Saturday, June 10, 2017

Touring With the Alien, by Carolyn Ives Gilman

Touring With the Alien is the first Hugo-only nomination I have read this year, and it's a very strong entry for the award.  We have a pair of protagonists--Avery, the exotic loads driver, and Lionel, the child abducted by the visiting aliens.  They are inscrutable inside their massive, seashell-like "ships".  There is no evidence that these things traveled to get to earth, but they either did that or grew here.

Then an alien wants to tour the country, so Avery is hired to drive the bus.  She starts talking to Lionel and discovers the crux of the story.  These aliens are not conscious, in the exact same sense that we can act without self-consciousness.  They are in the zen flow, every day, all the time.  No self reflection.  No sense of self, so no sense of death.  They act in the world, harnessing technology and other species to work for them, but all without that sense of self that humans have. 
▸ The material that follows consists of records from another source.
use std::io;
use std::path::PathBuf;
use std::sync::mpsc::{self, Sender};
use std::sync::{Arc, Mutex};
use std::thread::JoinHandle;
use std::time::Duration;

use crate::config::PlaybackSettings;
use crate::notice::Notice;

use super::resource::{ResourceError, ResourceOpener};
use super::rodio_backend::RodioOpener;
use super::thread::spawn_session_thread;
use super::types::{PlaybackHandle, SessionCmd, SessionSnapshot};

/// Handle to a playback session running on its own thread.
///
/// Dropping the player shuts the session down, which releases any open track.
pub struct SessionPlayer {
    tx: Sender<SessionCmd>,
    snapshot: PlaybackHandle,
    skip_step: Duration,
    join: Mutex<Option<JoinHandle<()>>>,
}

impl SessionPlayer {
    pub fn spawn<O, F>(
        settings: &PlaybackSettings,
        make_opener: F,
        notices: Sender<Notice>,
    ) -> io::Result<Self>
    where
        O: ResourceOpener + 'static,
        F: FnOnce() -> Result<O, ResourceError> + Send + 'static,
    {
        let (tx, rx) = mpsc::channel::<SessionCmd>();
        let snapshot: PlaybackHandle = Arc::new(Mutex::new(SessionSnapshot::default()));

        let handle = spawn_session_thread(
            make_opener,
            settings.clone(),
            rx,
            snapshot.clone(),
            notices,
        )?;

        Ok(Self {
            tx,
            snapshot,
            skip_step: Duration::from_secs(settings.skip_seconds),
            join: Mutex::new(Some(handle)),
        })
    }

    /// Spawn a session on the default audio output.
    pub fn with_default_output(settings: &PlaybackSettings, notices: Sender<Notice>) -> io::Result<Self> {
        Self::spawn(settings, RodioOpener::open_default, notices)
    }

    pub fn snapshot_handle(&self) -> PlaybackHandle {
        self.snapshot.clone()
    }

    pub fn snapshot(&self) -> SessionSnapshot {
        self.snapshot
            .lock()
            .map(|snap| snap.clone())
            .unwrap_or_default()
    }

    pub fn send(&self, cmd: SessionCmd) -> Result<(), mpsc::SendError<SessionCmd>> {
        self.tx.send(cmd)
    }

    pub fn load(&self, path: impl Into<PathBuf>) -> Result<(), mpsc::SendError<SessionCmd>> {
        self.send(SessionCmd::Load(path.into()))
    }

    pub fn play_pause(&self) -> Result<(), mpsc::SendError<SessionCmd>> {
        self.send(SessionCmd::PlayPause)
    }

    pub fn stop(&self) -> Result<(), mpsc::SendError<SessionCmd>> {
        self.send(SessionCmd::Stop)
    }

    pub fn seek(&self, target_secs: f64) -> Result<(), mpsc::SendError<SessionCmd>> {
        self.send(SessionCmd::SeekTo(target_secs))
    }

    /// Skip ahead by the configured step.
    pub fn skip_forward(&self) -> Result<(), mpsc::SendError<SessionCmd>> {
        self.send(SessionCmd::SkipForward(self.skip_step))
    }

    /// Stop the session thread and wait for it to release its track.
    pub fn shutdown(&self) {
        let _ = self.send(SessionCmd::Quit);

        if let Ok(mut j) = self.join.lock() {
            if let Some(h) = j.take() {
                let _ = h.join();
            }
        }
    }
}

impl Drop for SessionPlayer {
    fn drop(&mut self) {
        self.shutdown();
    }
}
use std::{env, path::PathBuf};

use tracing::warn;

use super::schema::Settings;

/// Configuration loading helpers.
///
/// `Settings::load` reads an optional config file, then environment variables
/// (prefix `MUZICVIA__`), and falls back to struct defaults.
impl Settings {
    /// Load settings from environment and optional config file.
    pub fn load() -> Result<Self, ::config::ConfigError> {
        let config_path = resolve_config_path();

        let mut builder = ::config::Config::builder();

        if let Some(path) = &config_path {
            builder = builder.add_source(::config::File::from(path.as_path()).required(false));
        }

        builder = builder.add_source(
            ::config::Environment::with_prefix("MUZICVIA")
                .separator("__")
                .try_parsing(true),
        );

        let cfg = builder.build()?;
        let settings: Settings = cfg.try_deserialize()?;
        Ok(settings)
    }

    /// Perform basic validation checks on loaded settings.
    pub fn validate(&self) -> Result<(), String> {
        if self
            .library
            .extensions
            .iter()
            .all(|e| e.trim().trim_start_matches('.').is_empty())
        {
            return Err("library.extensions must name at least one extension".to_string());
        }
        if self.library.fallback_max_depth > self.library.max_depth {
            return Err("library.fallback_max_depth must not exceed library.max_depth".to_string());
        }
        if self.playback.progress_interval_ms == 0 {
            return Err("playback.progress_interval_ms must be >= 1".to_string());
        }
        if self.playback.completion_poll_ms == 0 {
            return Err("playback.completion_poll_ms must be >= 1".to_string());
        }
        Ok(())
    }

    /// Load and validate settings; any failure falls back to defaults.
    ///
    /// Config is optional, so a broken file must not keep the player from starting.
    pub fn load_or_default() -> Self {
        match Self::load() {
            Ok(s) => {
                if let Err(msg) = s.validate() {
                    warn!("invalid config, using defaults: {msg}");
                    Self::default()
                } else {
                    s
                }
            }
            Err(e) => {
                warn!("failed to load config, using defaults: {e}");
                Self::default()
            }
        }
    }
}

/// Resolve the config path from `MUZICVIA_CONFIG_PATH` or XDG defaults.
pub fn resolve_config_path() -> Option<PathBuf> {
    if let Some(p) = env::var_os("MUZICVIA_CONFIG_PATH") {
        return Some(PathBuf::from(p));
    }
    default_config_path()
}

/// Compute the default config path under `$XDG_CONFIG_HOME/muzicvia/config.toml`
/// or `~/.config/muzicvia/config.toml` when `XDG_CONFIG_HOME` is not set.
pub fn default_config_path() -> Option<PathBuf> {
    let config_home = if let Some(xdg) = env::var_os("XDG_CONFIG_HOME") {
        Some(PathBuf::from(xdg))
    } else {
        env::var_os("HOME").map(|home| PathBuf::from(home).join(".config"))
    };

    config_home.map(|d| d.join("muzicvia").join("config.toml"))
}
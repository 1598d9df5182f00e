//! Configuration loader and schema types.
//!
//! This module exposes the settings schema that drives scanning, playback
//! timing and logging, plus helpers to load it from disk and environment.

mod load;
mod schema;

pub use load::{default_config_path, resolve_config_path};
pub use schema::*;

#[cfg(test)]
mod tests;
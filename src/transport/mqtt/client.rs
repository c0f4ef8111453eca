//! Impure I/O operations for the rumqttc transport
//!
//! Each connection attempt owns one `rumqttc` event loop running on its own
//! task. The task reports the connection outcome through the session's
//! [`EventSink`] and stops after the first disconnect; reconnection is the
//! session manager's decision, not the event loop's.

use super::connection::{configure_mqtt_options, to_rumqttc_qos};
use super::message_handler::{EventRoute, MessageHandler};
use crate::transport::{
    ConnectOptions, EventSink, QoS, Transport, TransportError, TransportEvent, TransportHandle,
};
use bytes::Bytes;
use rumqttc::{AsyncClient, ConnectionError, Event, EventLoop};
use std::time::Duration;
use tokio::sync::watch;
use tokio::task::JoinHandle;
use tokio::time::Instant;
use tracing::{debug, error, info, trace, warn};

/// Outstanding request capacity of each rumqttc client
const DEFAULT_REQUEST_CAPACITY: usize = 64;

/// How long a closing connection may keep polling to flush its DISCONNECT
const CLOSE_GRACE: Duration = Duration::from_secs(2);

/// Transport backed by `rumqttc`
#[derive(Debug, Clone)]
pub struct MqttTransport {
    request_capacity: usize,
}

impl MqttTransport {
    pub fn new() -> Self {
        Self {
            request_capacity: DEFAULT_REQUEST_CAPACITY,
        }
    }

    /// Override the outstanding request capacity
    pub fn with_request_capacity(mut self, request_capacity: usize) -> Self {
        self.request_capacity = request_capacity.max(1);
        self
    }
}

impl Default for MqttTransport {
    fn default() -> Self {
        Self::new()
    }
}

impl Transport for MqttTransport {
    type Handle = MqttHandle;

    fn connect(
        &self,
        options: &ConnectOptions,
        events: EventSink,
    ) -> Result<Self::Handle, TransportError> {
        let mqtt_options = configure_mqtt_options(options)?;
        let (client, event_loop) = AsyncClient::new(mqtt_options, self.request_capacity);
        let (shutdown_tx, shutdown_rx) = watch::channel(false);

        info!(
            broker = %options.url(),
            client_id = %options.client_id,
            generation = events.generation(),
            "Opening MQTT connection"
        );

        let connect_timeout = options.connect_timeout;
        let task = tokio::spawn(async move {
            run_event_loop(event_loop, events, connect_timeout, shutdown_rx).await;
        });

        Ok(MqttHandle {
            client,
            shutdown_tx,
            task,
        })
    }
}

/// Handle to one rumqttc connection
pub struct MqttHandle {
    client: AsyncClient,
    shutdown_tx: watch::Sender<bool>,
    task: JoinHandle<()>,
}

impl MqttHandle {
    /// Whether the event loop task has stopped
    pub fn is_finished(&self) -> bool {
        self.task.is_finished()
    }
}

impl TransportHandle for MqttHandle {
    fn publish(
        &self,
        topic: &str,
        payload: Bytes,
        qos: QoS,
        retain: bool,
    ) -> Result<(), TransportError> {
        self.client
            .try_publish(topic, to_rumqttc_qos(qos), retain, payload.to_vec())
            .map_err(|e| TransportError::PublishFailed {
                topic: topic.to_string(),
                source: Box::new(e),
            })
    }

    fn subscribe(&self, topic: &str, qos: QoS) -> Result<(), TransportError> {
        self.client
            .try_subscribe(topic, to_rumqttc_qos(qos))
            .map_err(|e| TransportError::SubscribeFailed {
                topic: topic.to_string(),
                reason: e.to_string(),
            })
    }

    fn unsubscribe(&self, topic: &str) -> Result<(), TransportError> {
        self.client
            .try_unsubscribe(topic)
            .map_err(|e| TransportError::SubscribeFailed {
                topic: topic.to_string(),
                reason: e.to_string(),
            })
    }

    fn close(&self) -> Result<(), TransportError> {
        let result = self
            .client
            .try_disconnect()
            .map_err(|e| TransportError::CloseFailed(Box::new(e)));
        // The event loop stops on its own once DISCONNECT is flushed or the grace expires
        let _ = self.shutdown_tx.send(true);
        result
    }
}

impl Drop for MqttHandle {
    fn drop(&mut self) {
        // The detached task winds down by itself within CLOSE_GRACE
        if !*self.shutdown_tx.borrow() {
            let _ = self.client.try_disconnect();
            let _ = self.shutdown_tx.send(true);
        }
    }
}

/// Why a poll produced no event
#[derive(Debug)]
enum PollFailure {
    TimedOut,
    Connection(ConnectionError),
}

/// Poll the event loop, giving up at `deadline` when one is set
async fn poll_until(
    event_loop: &mut EventLoop,
    deadline: Option<Instant>,
) -> Result<Event, PollFailure> {
    match deadline {
        Some(deadline) => match tokio::time::timeout_at(deadline, event_loop.poll()).await {
            Ok(result) => result.map_err(PollFailure::Connection),
            Err(_) => Err(PollFailure::TimedOut),
        },
        None => event_loop.poll().await.map_err(PollFailure::Connection),
    }
}

/// Drive one connection until it disconnects, fails or is closed
async fn run_event_loop(
    mut event_loop: EventLoop,
    events: EventSink,
    connect_timeout: Duration,
    mut shutdown_rx: watch::Receiver<bool>,
) {
    let generation = events.generation();
    let mut connected = false;
    let mut closing = false;
    let mut deadline = Some(Instant::now() + connect_timeout);

    loop {
        let polled = tokio::select! {
            changed = shutdown_rx.changed(), if !closing => {
                closing = true;
                if changed.is_err() || !connected {
                    // Nothing to flush before ConnAck
                    events.emit(TransportEvent::Disconnected {
                        reason: "closed by client".to_string(),
                    });
                    break;
                }
                deadline = Some(Instant::now() + CLOSE_GRACE);
                continue;
            }
            polled = poll_until(&mut event_loop, deadline) => polled,
        };

        let keep_running = match polled {
            Ok(event) => handle_event(&event, &events, &mut connected, &mut deadline, closing),
            Err(PollFailure::TimedOut) if closing => {
                debug!(generation, "Close grace period expired");
                events.emit(TransportEvent::Disconnected {
                    reason: "closed by client".to_string(),
                });
                false
            }
            Err(PollFailure::TimedOut) => {
                warn!(generation, timeout = ?connect_timeout, "MQTT connect timed out");
                events.emit(TransportEvent::Error(TransportError::ConnectTimeout(
                    connect_timeout,
                )));
                events.emit(TransportEvent::Disconnected {
                    reason: "connect timeout".to_string(),
                });
                false
            }
            Err(PollFailure::Connection(e)) => {
                let reason = if closing {
                    "closed by client".to_string()
                } else {
                    e.to_string()
                };
                if !closing {
                    error!(generation, error = %e, "MQTT event loop error");
                    let transport_error = if connected {
                        TransportError::ConnectionLost(e.to_string())
                    } else {
                        TransportError::ConnectFailed(Box::new(e))
                    };
                    events.emit(TransportEvent::Error(transport_error));
                }
                events.emit(TransportEvent::Disconnected { reason });
                false
            }
        };

        if !keep_running || events.is_closed() {
            break;
        }
    }

    debug!(generation, "MQTT event loop stopped");
}

/// Apply one routed event; returns false when the connection is over
fn handle_event(
    event: &Event,
    events: &EventSink,
    connected: &mut bool,
    deadline: &mut Option<Instant>,
    closing: bool,
) -> bool {
    match MessageHandler::route_mqtt_event(event) {
        EventRoute::ConnectionAcknowledged => {
            *connected = true;
            if !closing {
                *deadline = None;
            }
            events.emit(TransportEvent::Connected)
        }
        EventRoute::ConnectionRefused(code) => {
            events.emit(TransportEvent::Error(TransportError::ConnectionRefused(
                code.clone(),
            )));
            events.emit(TransportEvent::Disconnected {
                reason: format!("connection refused: {code}"),
            });
            false
        }
        EventRoute::MessageReceived {
            topic,
            payload,
            retain,
        } => {
            trace!(topic = %topic, retain, bytes = payload.len(), "MQTT message received");
            events.emit(TransportEvent::Message { topic, payload })
        }
        EventRoute::Disconnected => {
            info!("MQTT broker disconnected client");
            events.emit(TransportEvent::Disconnected {
                reason: "broker disconnected".to_string(),
            });
            false
        }
        EventRoute::DisconnectSent => {
            events.emit(TransportEvent::Disconnected {
                reason: "closed by client".to_string(),
            });
            false
        }
        EventRoute::SubscriptionConfirmed { packet_id, granted } => {
            if let Err(reason) = MessageHandler::validate_subscription_success(&granted) {
                warn!(packet_id, %reason, "Subscription rejected");
                return events.emit(TransportEvent::Error(TransportError::SubscribeFailed {
                    topic: format!("packet {packet_id}"),
                    reason,
                }));
            }
            debug!(packet_id, "Subscription confirmed");
            true
        }
        EventRoute::InfrastructureEvent(description) => {
            trace!(target: "mqtt_transport", "MQTT event: {}", description);
            true
        }
        EventRoute::OutgoingEvent => true,
    }
}
//! Pure event routing for rumqttc event loop output
//!
//! Classifies raw `rumqttc` events into the handful of outcomes the
//! transport reports to its session.

use bytes::Bytes;
use rumqttc::{ConnectReturnCode, Event, Outgoing, Packet, SubscribeReasonCode};

/// Pure routing decisions based on MQTT events
pub struct MessageHandler;

impl MessageHandler {
    /// Route MQTT event to appropriate handler (pure routing decision)
    pub fn route_mqtt_event(event: &Event) -> EventRoute {
        match event {
            Event::Incoming(Packet::ConnAck(connack)) => {
                if connack.code == ConnectReturnCode::Success {
                    EventRoute::ConnectionAcknowledged
                } else {
                    EventRoute::ConnectionRefused(format!("{:?}", connack.code))
                }
            }
            Event::Incoming(Packet::Publish(publish)) => EventRoute::MessageReceived {
                topic: publish.topic.clone(),
                payload: publish.payload.clone(),
                retain: publish.retain,
            },
            Event::Incoming(Packet::Disconnect) => EventRoute::Disconnected,
            Event::Incoming(Packet::SubAck(suback)) => EventRoute::SubscriptionConfirmed {
                packet_id: suback.pkid,
                granted: suback
                    .return_codes
                    .iter()
                    .map(|code| matches!(code, SubscribeReasonCode::Success(_)))
                    .collect(),
            },
            Event::Incoming(other) => EventRoute::InfrastructureEvent(format!("{other:?}")),
            Event::Outgoing(Outgoing::Disconnect) => EventRoute::DisconnectSent,
            Event::Outgoing(_) => EventRoute::OutgoingEvent,
        }
    }

    /// Validate subscription success from SubAck (pure function)
    pub fn validate_subscription_success(granted: &[bool]) -> Result<(), String> {
        if granted.iter().all(|ok| *ok) {
            Ok(())
        } else {
            Err(format!("broker rejected subscription filters: {granted:?}"))
        }
    }
}

/// Routing decisions for MQTT events
#[derive(Debug, Clone, PartialEq)]
pub enum EventRoute {
    /// Connection acknowledged - ready to publish/subscribe
    ConnectionAcknowledged,
    /// Broker answered CONNECT with a failure code
    ConnectionRefused(String),
    /// Message received on subscribed topic
    MessageReceived {
        topic: String,
        payload: Bytes,
        retain: bool,
    },
    /// MQTT broker disconnected
    Disconnected,
    /// Our DISCONNECT packet went out
    DisconnectSent,
    /// Subscription confirmed, one flag per requested filter
    SubscriptionConfirmed { packet_id: u16, granted: Vec<bool> },
    /// Infrastructure event (PingResp, etc.)
    InfrastructureEvent(String),
    /// Outgoing event (handled automatically)
    OutgoingEvent,
}
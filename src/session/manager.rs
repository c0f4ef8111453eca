//! Session manager: connection lifecycle, reconnect scheduling and buffered send
//!
//! All session state lives behind one mutex. Transport events arrive on a
//! single queue and are applied one at a time by a driver task, so the
//! invariants below hold no matter which thread the transport runs on:
//!
//! - `Open` means the active handle's generation reported `Connected`
//! - the outbound buffer is only drained while holding the lock
//! - an explicit close suppresses reconnects until the next `open`
//!
//! Callbacks run after the lock is released. Status and event broadcasts
//! are sent while it is held so observers see transitions in order.

use crate::error::{SessionError, SessionResult};
use crate::transport::{
    ConnectOptions, EventSink, QoS, TaggedEvent, Transport, TransportError, TransportEvent,
    TransportHandle,
};
use bytes::Bytes;
use std::sync::{Arc, Mutex, MutexGuard, PoisonError, RwLock, Weak};
use std::time::Duration;
use tokio::sync::{broadcast, mpsc, watch};
use tokio::task::JoinHandle;
use tracing::{debug, error, info, trace, warn, Instrument};

use super::events::{Callbacks, Notification, SessionEvent};
use super::reconnect::{ReconnectDecision, ReconnectPolicy};
use super::state::{
    DropReason, FlushPolicy, OutboundBuffer, OutboundMessage, PublishOptions, SendOutcome,
    SessionOptions, SessionStats, SessionStatus, Subscription,
};

/// Capacity of the `SessionEvent` broadcast channel
const EVENT_CHANNEL_CAPACITY: usize = 256;

/// How long `shutdown` waits for the transport to confirm the disconnect
const SHUTDOWN_GRACE: Duration = Duration::from_secs(2);

/// Owns one logical MQTT session on top of a [`Transport`]
///
/// Must be created inside a Tokio runtime.
pub struct SessionManager<T: Transport> {
    shared: Arc<Shared<T>>,
    driver: JoinHandle<()>,
}

struct Shared<T: Transport> {
    me: Weak<Shared<T>>,
    transport: T,
    events_tx: mpsc::UnboundedSender<TaggedEvent>,
    state: Mutex<Session<T::Handle>>,
    callbacks: RwLock<Callbacks>,
    status_tx: watch::Sender<SessionStatus>,
    event_tx: broadcast::Sender<SessionEvent>,
}

struct Session<H> {
    options: SessionOptions,
    status: SessionStatus,
    explicitly_closed: bool,
    retry_count: u32,
    outbound: OutboundBuffer,
    link: Option<Link<H>>,
    generation: u64,
    pending_retry: Option<PendingRetry>,
    retry_epoch: u64,
    subscriptions: Vec<Subscription>,
    stats: SessionStats,
}

/// The connection attempt the session currently listens to
///
/// `handle` is None when the transport refused to even start the attempt.
struct Link<H> {
    generation: u64,
    handle: Option<H>,
    close_requested: bool,
}

struct PendingRetry {
    epoch: u64,
    cancel_tx: watch::Sender<bool>,
    task: JoinHandle<()>,
}

fn link_handle<H>(link: &Option<Link<H>>) -> Option<&H> {
    link.as_ref().and_then(|link| link.handle.as_ref())
}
But they get that sense through their abductees--or adoptees.  And it turns out that consciousness is like a drug.  It tears the aliens up and ages them prematurely, but they can't kick it.

The story unpacks this notion, including some of the creepy physical aspects.  The story itself is limited, but the idea is such a dandy one that you just have to admire it.  I will give it four stars for the "zinger".  Fun!